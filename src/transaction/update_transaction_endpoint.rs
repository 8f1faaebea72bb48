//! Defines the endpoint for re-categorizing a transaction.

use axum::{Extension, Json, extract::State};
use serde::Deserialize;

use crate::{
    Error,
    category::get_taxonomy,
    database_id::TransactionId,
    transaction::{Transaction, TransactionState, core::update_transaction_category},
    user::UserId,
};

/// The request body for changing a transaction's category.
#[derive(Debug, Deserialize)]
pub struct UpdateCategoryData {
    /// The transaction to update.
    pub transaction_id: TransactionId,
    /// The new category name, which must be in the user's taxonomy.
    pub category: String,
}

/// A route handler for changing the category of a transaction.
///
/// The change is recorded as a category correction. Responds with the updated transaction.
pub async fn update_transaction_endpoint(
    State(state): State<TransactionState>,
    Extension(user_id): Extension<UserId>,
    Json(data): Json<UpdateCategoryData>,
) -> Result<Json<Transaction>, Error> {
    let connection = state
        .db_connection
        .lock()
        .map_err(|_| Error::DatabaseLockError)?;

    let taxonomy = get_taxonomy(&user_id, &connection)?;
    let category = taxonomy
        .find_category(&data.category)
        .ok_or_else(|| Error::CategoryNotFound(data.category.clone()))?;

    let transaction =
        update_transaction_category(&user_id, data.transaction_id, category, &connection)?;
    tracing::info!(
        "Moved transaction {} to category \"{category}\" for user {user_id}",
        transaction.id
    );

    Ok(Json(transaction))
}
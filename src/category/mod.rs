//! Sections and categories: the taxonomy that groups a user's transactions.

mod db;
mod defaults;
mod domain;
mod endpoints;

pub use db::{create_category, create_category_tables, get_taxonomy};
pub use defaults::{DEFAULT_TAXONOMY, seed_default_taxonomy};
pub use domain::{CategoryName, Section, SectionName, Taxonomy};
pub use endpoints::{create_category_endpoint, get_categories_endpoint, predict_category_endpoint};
══════════════════════════════
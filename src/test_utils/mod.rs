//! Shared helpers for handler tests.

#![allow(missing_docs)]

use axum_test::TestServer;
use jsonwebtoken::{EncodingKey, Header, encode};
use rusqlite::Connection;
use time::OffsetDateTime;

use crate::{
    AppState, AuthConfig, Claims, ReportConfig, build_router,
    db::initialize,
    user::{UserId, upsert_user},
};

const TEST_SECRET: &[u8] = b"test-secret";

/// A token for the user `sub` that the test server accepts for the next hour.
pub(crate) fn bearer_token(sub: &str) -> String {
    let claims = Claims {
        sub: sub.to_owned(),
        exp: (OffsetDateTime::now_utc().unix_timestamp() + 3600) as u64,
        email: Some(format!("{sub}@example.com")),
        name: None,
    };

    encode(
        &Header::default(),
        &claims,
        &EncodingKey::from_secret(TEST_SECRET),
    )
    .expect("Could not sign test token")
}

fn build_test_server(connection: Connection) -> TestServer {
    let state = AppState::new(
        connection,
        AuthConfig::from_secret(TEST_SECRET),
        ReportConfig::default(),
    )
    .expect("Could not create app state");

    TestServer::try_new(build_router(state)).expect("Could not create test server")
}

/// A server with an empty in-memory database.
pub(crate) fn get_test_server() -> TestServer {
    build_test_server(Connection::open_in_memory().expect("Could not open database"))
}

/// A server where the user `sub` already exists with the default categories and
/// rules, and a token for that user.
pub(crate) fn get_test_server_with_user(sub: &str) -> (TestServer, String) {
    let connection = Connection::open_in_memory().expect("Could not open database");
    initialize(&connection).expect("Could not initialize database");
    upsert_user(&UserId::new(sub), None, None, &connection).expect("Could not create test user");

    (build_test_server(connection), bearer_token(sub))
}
══════════════════════════════
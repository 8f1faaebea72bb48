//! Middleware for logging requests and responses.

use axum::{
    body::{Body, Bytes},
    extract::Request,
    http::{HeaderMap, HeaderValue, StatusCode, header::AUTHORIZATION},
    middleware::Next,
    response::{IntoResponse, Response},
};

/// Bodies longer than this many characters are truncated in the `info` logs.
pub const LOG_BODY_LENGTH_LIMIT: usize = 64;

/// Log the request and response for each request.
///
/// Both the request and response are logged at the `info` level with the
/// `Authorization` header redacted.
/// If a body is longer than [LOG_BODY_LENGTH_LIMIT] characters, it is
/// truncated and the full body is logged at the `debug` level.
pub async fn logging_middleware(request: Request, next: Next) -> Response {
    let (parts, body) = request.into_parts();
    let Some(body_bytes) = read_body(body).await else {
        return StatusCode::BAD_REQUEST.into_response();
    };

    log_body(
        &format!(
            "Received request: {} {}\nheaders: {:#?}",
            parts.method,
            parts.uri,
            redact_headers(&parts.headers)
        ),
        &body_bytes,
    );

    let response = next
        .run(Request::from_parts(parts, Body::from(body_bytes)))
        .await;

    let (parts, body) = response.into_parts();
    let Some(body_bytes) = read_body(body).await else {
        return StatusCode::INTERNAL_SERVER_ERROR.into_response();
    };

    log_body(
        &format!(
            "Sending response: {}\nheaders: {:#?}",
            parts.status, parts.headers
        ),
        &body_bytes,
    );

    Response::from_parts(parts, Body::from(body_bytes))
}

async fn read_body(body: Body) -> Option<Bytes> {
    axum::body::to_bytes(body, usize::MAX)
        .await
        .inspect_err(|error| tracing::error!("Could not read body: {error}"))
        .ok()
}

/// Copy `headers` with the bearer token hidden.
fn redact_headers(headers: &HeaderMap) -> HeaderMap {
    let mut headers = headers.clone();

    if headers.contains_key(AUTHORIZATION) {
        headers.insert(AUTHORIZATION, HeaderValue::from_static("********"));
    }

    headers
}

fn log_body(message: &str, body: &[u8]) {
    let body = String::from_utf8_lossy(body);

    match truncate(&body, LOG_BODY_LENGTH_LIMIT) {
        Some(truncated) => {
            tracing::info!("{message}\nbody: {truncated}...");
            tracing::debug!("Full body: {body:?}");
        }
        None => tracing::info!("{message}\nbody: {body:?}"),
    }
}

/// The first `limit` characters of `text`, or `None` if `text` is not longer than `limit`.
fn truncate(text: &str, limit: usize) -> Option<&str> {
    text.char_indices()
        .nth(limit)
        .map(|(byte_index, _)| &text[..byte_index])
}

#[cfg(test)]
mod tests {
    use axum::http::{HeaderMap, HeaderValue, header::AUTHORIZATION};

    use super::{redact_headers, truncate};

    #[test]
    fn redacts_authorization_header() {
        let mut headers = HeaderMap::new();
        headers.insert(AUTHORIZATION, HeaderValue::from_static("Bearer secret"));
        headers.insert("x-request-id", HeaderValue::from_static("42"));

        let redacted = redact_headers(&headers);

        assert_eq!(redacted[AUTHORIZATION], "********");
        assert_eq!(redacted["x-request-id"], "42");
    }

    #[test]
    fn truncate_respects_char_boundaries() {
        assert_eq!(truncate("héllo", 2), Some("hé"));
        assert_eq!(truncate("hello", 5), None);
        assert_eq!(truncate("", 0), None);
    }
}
══════════════════════════════
Where does the word "info" appear in the material above? Copy every line that holds it.

* _Task response_
    tracing::info!(
/// Bodies longer than this many characters are truncated in the `info` logs.
/// Both the request and response are logged at the `info` level with the
            tracing::info!("{message}\nbody: {truncated}...");
        None => tracing::info!("{message}\nbody: {body:?}"),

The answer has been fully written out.